Reis foi "caçada" pelas comunicações do Vaticano depois que começou como voluntária em 2015. Ela se tornou uma jornalista iniciante na Vatican Media em 2018, depois foi promovida a assistente de diretora da assessoria de imprensa da Santa Sé em 2019. Ela agora é em uma posição de gerência intermediária coordenando programas de notícias em mais de 30 idiomas.
Ir. Bernadette Reis fala em uma coletiva de imprensa em fevereiro de 2019, quando era assistente do diretor da assessoria de imprensa do Vaticano. (Fonte: CNS/Paul Haring)
Ela caracterizou a rápida ascensão de tantas religiosas visíveis de duas maneiras: há uma "amplitude de conhecimento", mas "nós também representamos áreas de diferentes especialidades".
"Quando comecei lá, tenho que admitir que foi como passar por um choque cultural porque o Vaticano funciona de maneira muito diferente de qualquer outra organização com a qual trabalhei", disse Reis. "Eu tinha muito a aprender em termos de cultura."

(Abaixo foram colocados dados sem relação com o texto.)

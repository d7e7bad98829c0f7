use std::collections::HashMap;

use serde_json::json;
use tracing::{debug, info, warn};

use locallib_core::ServiceError;

use super::{blocking, cast_date, on, CatalogService, Page};
use crate::form::{escape, FieldError, FormData};
use crate::format::parse_iso_date;
use crate::model::{Book, BookInstance, BookStatus};

pub const LIST_URL: &str = "/catalog/bookinstances";

/// Raw fields of the book-copy form, exactly as submitted.
#[derive(Debug, Clone, Default)]
pub struct BookInstanceForm {
    pub book: String,
    pub imprint: String,
    /// None when the field was not sent at all.
    pub status: Option<String>,
    pub due_back: String,
}

impl BookInstanceForm {
    pub fn from_form(form: &FormData) -> Self {
        Self {
            book: form.get("book").to_string(),
            imprint: form.get("imprint").to_string(),
            status: form.value("status").map(str::to_string),
            due_back: form.get("due_back").to_string(),
        }
    }
}

/// Sanitize and check a create submission.
///
/// The candidate is built whatever the outcome, so a rejected form can be
/// shown again with what the user typed.
pub fn check_create(form: &BookInstanceForm) -> (BookInstance, Vec<FieldError>) {
    let mut errors = Vec::new();

    let book = form.book.trim();
    if book.is_empty() {
        errors.push(FieldError::new("book", "Book must be specified", book));
    }

    let imprint = form.imprint.trim();
    if imprint.is_empty() {
        errors.push(FieldError::new("imprint", "Imprint must be specified", imprint));
    }

    let due_back = if form.due_back.is_empty() {
        None
    } else {
        let parsed = parse_iso_date(&form.due_back);
        if parsed.is_none() {
            errors.push(FieldError::new("due_back", "Invalid date", &form.due_back));
        }
        parsed
    };

    let candidate = BookInstance {
        id: String::new(),
        book: escape(book),
        imprint: escape(imprint),
        status: form
            .status
            .as_deref()
            .map(escape)
            .unwrap_or_else(|| BookStatus::default().as_str().to_string()),
        due_back,
    };
    (candidate, errors)
}

/// Check an update submission. Only the imprint has a rule; the other
/// fields go to the store as sent.
pub fn check_update(id: &str, form: &BookInstanceForm) -> (BookInstance, Vec<FieldError>) {
    let mut errors = Vec::new();

    let imprint = form.imprint.trim();
    if imprint.is_empty() {
        errors.push(FieldError::new("imprint", "Imprint must not be empty", imprint));
    }

    let candidate = BookInstance {
        id: id.to_string(),
        book: form.book.clone(),
        imprint: escape(imprint),
        status: form
            .status
            .clone()
            .unwrap_or_else(|| BookStatus::default().as_str().to_string()),
        due_back: cast_date("due_back", &form.due_back).unwrap_or(None),
    };
    (candidate, errors)
}

fn status_options() -> Vec<&'static str> {
    BookStatus::ALL.iter().map(|s| s.as_str()).collect()
}

impl CatalogService {
    // ── BookInstance ──

    pub async fn bookinstance_list(&self) -> Result<Page, ServiceError> {
        let instances = self.instances.clone();
        let books = self.books.clone();
        let (instances, books): (Vec<BookInstance>, HashMap<String, Book>) = blocking(move || {
            let instances = instances.find_all()?;
            let books = books.populate(instances.iter().map(|i| i.book.as_str()))?;
            Ok((instances, books))
        })
        .await?;

        let list: Vec<_> = instances
            .iter()
            .map(|i| i.view_with_book(books.get(&i.book)))
            .collect();

        Ok(Page::render(
            "bookinstance_list",
            json!({
                "title": "Book Instance List",
                "bookinstance_list": list,
            }),
        ))
    }

    pub async fn bookinstance_detail(&self, id: &str) -> Result<Page, ServiceError> {
        let target = id.to_string();
        let instance = on(&self.instances, move |c| c.find_by_id(&target))
            .await?
            .ok_or_else(|| ServiceError::NotFound("Book copy not found".into()))?;

        let book_id = instance.book.clone();
        let book = on(&self.books, move |c| c.find_by_id(&book_id)).await?;
        if book.is_none() {
            warn!("book instance {} references missing book {}", id, instance.book);
        }
        let title = book.as_ref().map(|b| b.title.as_str()).unwrap_or_default();

        Ok(Page::render(
            "bookinstance_detail",
            json!({
                "title": format!("Copy: {}", title),
                "bookinstance": instance.view_with_book(book.as_ref()),
            }),
        ))
    }

    pub async fn bookinstance_create_get(&self) -> Result<Page, ServiceError> {
        let books = on(&self.books, |c| c.find_all()).await?;
        Ok(Page::render(
            "bookinstance_form",
            json!({
                "title": "Create BookInstance",
                "book_list": Self::book_options(books),
                "status_list": status_options(),
            }),
        ))
    }

    pub async fn bookinstance_create_post(&self, form: BookInstanceForm) -> Result<Page, ServiceError> {
        let (candidate, mut errors) = check_create(&form);
        if !candidate.book.is_empty() {
            let book_id = candidate.book.clone();
            if on(&self.books, move |c| c.find_by_id(&book_id)).await?.is_none() {
                errors.push(FieldError::new("book", "Book not found", &candidate.book));
            }
        }

        if !errors.is_empty() {
            debug!("book instance create rejected: {} field error(s)", errors.len());
            let books = on(&self.books, |c| c.find_all()).await?;
            return Ok(Page::render(
                "bookinstance_form",
                json!({
                    "title": "Create BookInstance",
                    "book_list": Self::book_options(books),
                    "status_list": status_options(),
                    "selected_book": candidate.book,
                    "errors": errors,
                    "bookinstance": candidate.view(),
                }),
            ));
        }

        let saved = on(&self.instances, move |c| c.create(candidate)).await?;
        info!("created book instance {} of book {}", saved.id, saved.book);
        Ok(Page::redirect(saved.url()))
    }

    pub async fn bookinstance_delete_get(&self, id: &str) -> Result<Page, ServiceError> {
        let target = id.to_string();
        let Some(instance) = on(&self.instances, move |c| c.find_by_id(&target)).await? else {
            debug!("book instance {} not found, back to list", id);
            return Ok(Page::redirect(LIST_URL));
        };

        Ok(Page::render(
            "bookinstance_delete",
            json!({
                "title": "Delete Book Instance",
                "book_instance": instance.view(),
            }),
        ))
    }

    pub async fn bookinstance_delete_post(&self, id: &str) -> Result<Page, ServiceError> {
        let target = id.to_string();
        if on(&self.instances, move |c| c.delete_by_id(&target)).await?.is_some() {
            info!("deleted book instance {}", id);
        }
        Ok(Page::redirect(LIST_URL))
    }

    pub async fn bookinstance_update_get(&self, id: &str) -> Result<Page, ServiceError> {
        let instances = self.instances.clone();
        let books = self.books.clone();
        let target = id.to_string();

        let (instance, book_list) = tokio::try_join!(
            blocking(move || instances.find_by_id(&target)),
            blocking(move || books.find_all()),
        )?;

        let instance =
            instance.ok_or_else(|| ServiceError::NotFound("Book Instance not found".into()))?;

        Ok(Page::render(
            "bookinstance_form",
            json!({
                "title": "Update Book Instance",
                "bookinstance": instance.view(),
                "book_list": Self::book_options(book_list),
                "status_list": status_options(),
                "selected_book": instance.book,
            }),
        ))
    }

    pub async fn bookinstance_update_post(
        &self,
        id: &str,
        form: BookInstanceForm,
    ) -> Result<Page, ServiceError> {
        let (candidate, errors) = check_update(id, &form);

        if !errors.is_empty() {
            debug!("book instance {} update rejected", id);
            let books = on(&self.books, |c| c.find_all()).await?;
            return Ok(Page::render(
                "bookinstance_form",
                json!({
                    "title": "Update Book Instance",
                    "bookinstance": candidate.view(),
                    "book_list": Self::book_options(books),
                    "status_list": status_options(),
                    "selected_book": candidate.book,
                    "errors": errors,
                }),
            ));
        }

        // The due date has no form rule on update, so a bad value only
        // surfaces when the store casts it.
        let mut record = candidate;
        record.due_back = cast_date("due_back", &form.due_back)?;

        let target = id.to_string();
        let updated = on(&self.instances, move |c| c.update_by_id(&target, record))
            .await?
            .ok_or_else(|| ServiceError::NotFound("Book Instance not found".into()))?;
        info!("updated book instance {}", id);
        Ok(Page::redirect(updated.url()))
    }
}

Reis disse que, apesar de ter que aprender uma nova abordagem às operações, "nunca experimentei qualquer clericalização que possa ocorrer em outras partes do Vaticano".
Ao contrário dos padres, ela continuou, as irmãs "não podem subir a escada" e operar "sem agendas".
"Há apenas um desejo de dar vida", disse ela.
Zamora, que tem doutorado em teologia pela Pontifícia Universidade Gregoriana de Roma, disse que, embora as religiosas não tenham autoridade sobre um clérigo, "há uma autoridade que tenho, que é a autoridade da integridade da minha pessoa, e essa é provavelmente a autoridade mais importante que alguém pode realmente ter."
"Posso sentir que isso está permitindo que eu e nós, como escritório, trabalhemos juntos", disse ela. "Se meus colegas não percebessem que eu não tinha os melhores interesses deles no coração, eles não colaborariam."
Além das competências particulares, as mulheres observam que há uma distinção especial como irmãs que elas trazem para a forma como o Vaticano opera.
“Acho que porque as religiosas pertencem às congregações, você vem com o carisma de sua congregação”, incluindo a experiência vivida das irmãs da congregação mundial, disse Murray.
"Nós estamos sobre os ombros daqueles que vieram antes de nós", continuou ela. "Não é apenas sua própria jornada pessoal. Você é formado pela jornada da congregação, pela visão do fundador ou fundadora, e também pela herança espiritual à qual você pertence."
Becquart concordou, observando que, embora ela não viva mais em comunidade, já que as irmãs Xavière não têm presença em Roma, ela ainda é "enviada" por sua madre superiora e pela comunidade para trabalhar em seu papel particular no Vaticano.
"Nosso carisma", disse ela, "é construir pontes, ajudar a curar e reconciliar. É toda a minha vocação".
Como disse Murray, "você não vai sozinha para uma determinada posição como irmã".
"Você vai com essa rica herança, essa rica comunidade, com o apoio da oração, com a preocupação, mas também com a sabedoria e os conselhos com os quais você pode se cercar", continuou ela. "É mais do que uma individualidade. É a grande jornada da congregação que está sendo oferecida no Vaticano."
"Muitas vezes dizemos onde um de nós está, todos nós estamos", acrescentou.
Embora o Vaticano seja uma burocracia, para as religiosas, "é também uma comunidade de crentes", disse Murray.
“Quando você tem perspectivas diferentes, vozes diferentes – jovens e velhos, homens e mulheres, clérigos e leigos e a voz das irmãs – isso torna uma perspectiva muito mais rica e uma vida mais rica, mesmo em um ambiente de escritório”, disse ela.
Essa abertura de portas, disse ela, exige abertura, mudança e transformação para todos, o que Murray disse oferecer o "potencial para aprender, crescer e ser diferente".
Euart disse que grande parte do mundo já está acostumado a ver mulheres assumindo papéis de destaque em outras instituições, mas a governança do Vaticano "é tão dominada por clérigos" que, em 2022, ainda parece uma história nova.
"É uma nova experiência em Roma", acrescentou ela, "e é um desenvolvimento maravilhoso".